Only lines holding "Some" are needed; copy each of them from the data below.

Data Block Start

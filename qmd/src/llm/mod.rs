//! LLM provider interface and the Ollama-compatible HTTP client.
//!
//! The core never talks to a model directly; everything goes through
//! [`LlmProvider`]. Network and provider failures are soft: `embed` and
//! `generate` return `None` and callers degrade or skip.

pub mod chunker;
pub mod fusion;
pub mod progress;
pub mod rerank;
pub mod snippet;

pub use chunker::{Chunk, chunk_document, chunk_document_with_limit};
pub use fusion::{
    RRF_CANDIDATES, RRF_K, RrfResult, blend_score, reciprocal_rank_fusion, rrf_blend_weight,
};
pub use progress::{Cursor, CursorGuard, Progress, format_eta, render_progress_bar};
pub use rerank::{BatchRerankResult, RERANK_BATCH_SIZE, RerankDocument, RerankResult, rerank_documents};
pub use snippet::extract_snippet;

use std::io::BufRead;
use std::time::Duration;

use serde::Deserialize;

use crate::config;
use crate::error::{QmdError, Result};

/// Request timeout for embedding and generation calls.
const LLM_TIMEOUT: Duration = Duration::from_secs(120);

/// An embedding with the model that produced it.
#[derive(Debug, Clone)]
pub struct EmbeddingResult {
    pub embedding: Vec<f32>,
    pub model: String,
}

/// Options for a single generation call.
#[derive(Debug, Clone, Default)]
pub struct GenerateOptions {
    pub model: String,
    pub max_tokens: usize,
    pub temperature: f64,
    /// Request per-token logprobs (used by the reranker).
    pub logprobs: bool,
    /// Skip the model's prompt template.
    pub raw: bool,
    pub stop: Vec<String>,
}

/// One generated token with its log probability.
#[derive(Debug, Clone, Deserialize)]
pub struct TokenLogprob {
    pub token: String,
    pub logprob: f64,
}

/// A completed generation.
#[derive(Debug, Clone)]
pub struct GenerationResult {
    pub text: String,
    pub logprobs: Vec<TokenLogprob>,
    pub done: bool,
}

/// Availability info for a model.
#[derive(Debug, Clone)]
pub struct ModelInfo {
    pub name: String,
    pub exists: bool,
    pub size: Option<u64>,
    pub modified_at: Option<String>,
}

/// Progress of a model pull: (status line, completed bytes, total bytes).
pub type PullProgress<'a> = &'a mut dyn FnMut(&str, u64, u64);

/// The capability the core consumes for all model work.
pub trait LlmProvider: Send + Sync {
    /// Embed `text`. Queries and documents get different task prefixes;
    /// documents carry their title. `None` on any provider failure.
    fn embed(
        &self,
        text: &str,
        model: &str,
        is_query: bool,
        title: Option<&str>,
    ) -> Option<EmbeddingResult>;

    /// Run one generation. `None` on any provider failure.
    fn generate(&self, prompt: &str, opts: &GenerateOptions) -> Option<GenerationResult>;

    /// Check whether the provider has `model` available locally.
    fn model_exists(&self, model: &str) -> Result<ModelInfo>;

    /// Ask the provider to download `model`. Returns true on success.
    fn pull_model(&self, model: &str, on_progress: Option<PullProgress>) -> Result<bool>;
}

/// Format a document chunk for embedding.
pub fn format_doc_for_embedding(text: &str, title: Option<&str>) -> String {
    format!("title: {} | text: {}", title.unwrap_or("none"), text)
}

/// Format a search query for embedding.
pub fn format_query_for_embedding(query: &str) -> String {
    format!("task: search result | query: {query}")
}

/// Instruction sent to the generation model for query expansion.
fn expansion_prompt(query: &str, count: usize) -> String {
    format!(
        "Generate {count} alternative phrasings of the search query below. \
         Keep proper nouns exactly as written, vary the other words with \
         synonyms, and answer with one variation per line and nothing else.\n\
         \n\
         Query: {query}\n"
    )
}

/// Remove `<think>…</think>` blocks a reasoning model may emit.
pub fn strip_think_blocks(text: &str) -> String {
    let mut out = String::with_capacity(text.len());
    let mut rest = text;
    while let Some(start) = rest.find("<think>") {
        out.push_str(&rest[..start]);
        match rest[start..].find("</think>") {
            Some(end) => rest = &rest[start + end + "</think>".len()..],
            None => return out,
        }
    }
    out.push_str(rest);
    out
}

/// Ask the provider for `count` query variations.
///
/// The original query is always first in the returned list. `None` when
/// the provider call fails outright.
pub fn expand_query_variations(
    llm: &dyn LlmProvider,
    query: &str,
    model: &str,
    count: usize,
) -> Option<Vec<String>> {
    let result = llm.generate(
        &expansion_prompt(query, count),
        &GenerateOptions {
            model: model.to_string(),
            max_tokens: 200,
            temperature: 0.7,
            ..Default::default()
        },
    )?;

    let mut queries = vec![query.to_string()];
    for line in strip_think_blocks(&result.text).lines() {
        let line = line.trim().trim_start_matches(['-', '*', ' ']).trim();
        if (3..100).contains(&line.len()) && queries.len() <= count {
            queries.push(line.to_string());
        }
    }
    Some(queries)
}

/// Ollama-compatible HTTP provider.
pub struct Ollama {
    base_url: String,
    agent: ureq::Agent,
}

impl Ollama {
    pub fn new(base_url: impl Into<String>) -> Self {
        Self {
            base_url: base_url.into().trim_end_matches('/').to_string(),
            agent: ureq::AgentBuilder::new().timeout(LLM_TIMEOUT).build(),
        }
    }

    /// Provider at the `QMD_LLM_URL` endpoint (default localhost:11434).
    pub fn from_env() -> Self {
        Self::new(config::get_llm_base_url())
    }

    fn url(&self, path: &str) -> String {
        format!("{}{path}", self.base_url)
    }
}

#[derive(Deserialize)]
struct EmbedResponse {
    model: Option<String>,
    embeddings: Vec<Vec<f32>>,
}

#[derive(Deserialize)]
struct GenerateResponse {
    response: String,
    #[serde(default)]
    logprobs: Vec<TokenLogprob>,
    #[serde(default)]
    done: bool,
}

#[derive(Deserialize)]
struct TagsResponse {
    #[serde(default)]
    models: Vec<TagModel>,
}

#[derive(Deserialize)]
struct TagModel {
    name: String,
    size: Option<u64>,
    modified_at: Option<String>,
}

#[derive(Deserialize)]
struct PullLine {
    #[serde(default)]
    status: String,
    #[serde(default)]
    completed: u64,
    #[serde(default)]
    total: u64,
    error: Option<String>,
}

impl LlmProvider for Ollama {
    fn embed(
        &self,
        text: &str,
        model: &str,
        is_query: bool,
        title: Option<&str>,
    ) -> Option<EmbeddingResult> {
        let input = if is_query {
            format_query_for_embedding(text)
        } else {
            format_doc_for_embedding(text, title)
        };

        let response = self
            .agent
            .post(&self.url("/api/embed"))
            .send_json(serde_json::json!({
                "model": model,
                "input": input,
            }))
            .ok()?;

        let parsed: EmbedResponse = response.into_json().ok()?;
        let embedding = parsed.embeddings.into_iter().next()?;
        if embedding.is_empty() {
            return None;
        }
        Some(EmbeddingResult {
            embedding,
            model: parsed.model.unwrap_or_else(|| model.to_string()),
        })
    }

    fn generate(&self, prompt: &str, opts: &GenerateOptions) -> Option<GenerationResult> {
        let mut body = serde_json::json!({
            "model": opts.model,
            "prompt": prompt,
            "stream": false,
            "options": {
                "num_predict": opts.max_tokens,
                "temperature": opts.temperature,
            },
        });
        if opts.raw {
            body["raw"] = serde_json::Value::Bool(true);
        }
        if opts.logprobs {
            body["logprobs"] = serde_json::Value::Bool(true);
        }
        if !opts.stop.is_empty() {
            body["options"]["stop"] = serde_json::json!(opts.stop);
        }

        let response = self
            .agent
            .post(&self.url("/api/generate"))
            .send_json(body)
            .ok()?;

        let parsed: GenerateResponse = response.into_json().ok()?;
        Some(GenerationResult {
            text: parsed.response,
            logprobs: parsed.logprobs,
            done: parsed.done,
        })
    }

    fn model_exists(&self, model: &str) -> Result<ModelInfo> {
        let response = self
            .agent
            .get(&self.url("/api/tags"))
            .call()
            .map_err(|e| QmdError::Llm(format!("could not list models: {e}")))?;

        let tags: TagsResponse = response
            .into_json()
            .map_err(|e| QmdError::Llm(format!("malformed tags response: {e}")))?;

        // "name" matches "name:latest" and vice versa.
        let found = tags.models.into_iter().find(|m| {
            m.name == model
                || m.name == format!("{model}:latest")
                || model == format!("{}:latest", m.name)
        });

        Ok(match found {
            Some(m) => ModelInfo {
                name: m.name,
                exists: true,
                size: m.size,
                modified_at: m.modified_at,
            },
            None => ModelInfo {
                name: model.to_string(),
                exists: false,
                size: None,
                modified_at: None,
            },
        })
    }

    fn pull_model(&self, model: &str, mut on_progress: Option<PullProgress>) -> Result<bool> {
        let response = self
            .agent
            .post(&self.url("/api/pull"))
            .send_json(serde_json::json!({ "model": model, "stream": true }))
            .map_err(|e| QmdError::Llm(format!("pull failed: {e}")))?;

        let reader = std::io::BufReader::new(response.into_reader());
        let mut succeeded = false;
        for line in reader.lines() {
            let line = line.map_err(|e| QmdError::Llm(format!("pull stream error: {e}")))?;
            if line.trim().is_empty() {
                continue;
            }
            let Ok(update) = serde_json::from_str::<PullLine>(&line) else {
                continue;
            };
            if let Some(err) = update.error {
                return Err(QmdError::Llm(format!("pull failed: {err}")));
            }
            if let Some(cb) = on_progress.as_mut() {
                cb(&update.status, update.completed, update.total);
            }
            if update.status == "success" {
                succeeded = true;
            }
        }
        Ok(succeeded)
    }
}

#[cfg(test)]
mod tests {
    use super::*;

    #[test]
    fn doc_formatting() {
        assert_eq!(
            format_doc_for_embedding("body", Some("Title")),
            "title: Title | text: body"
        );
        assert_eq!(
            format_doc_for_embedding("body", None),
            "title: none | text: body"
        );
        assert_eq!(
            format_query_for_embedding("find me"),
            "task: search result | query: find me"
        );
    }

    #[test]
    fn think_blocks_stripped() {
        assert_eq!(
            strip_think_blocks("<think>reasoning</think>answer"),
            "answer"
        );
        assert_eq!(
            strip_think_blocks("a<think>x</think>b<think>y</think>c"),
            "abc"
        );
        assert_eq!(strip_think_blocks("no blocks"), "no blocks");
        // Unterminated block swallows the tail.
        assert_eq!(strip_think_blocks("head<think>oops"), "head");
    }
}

Data Block End

### Written response
    while let Some(start) = rest.find("<think>") {
            Some(end) => rest = &rest[start + end + "</think>".len()..],
    Some(queries)
        Some(EmbeddingResult {
        Some(GenerationResult {
            Some(m) => ModelInfo {
            if let Some(err) = update.error {
            if let Some(cb) = on_progress.as_mut() {
            format_doc_for_embedding("body", Some("Title")),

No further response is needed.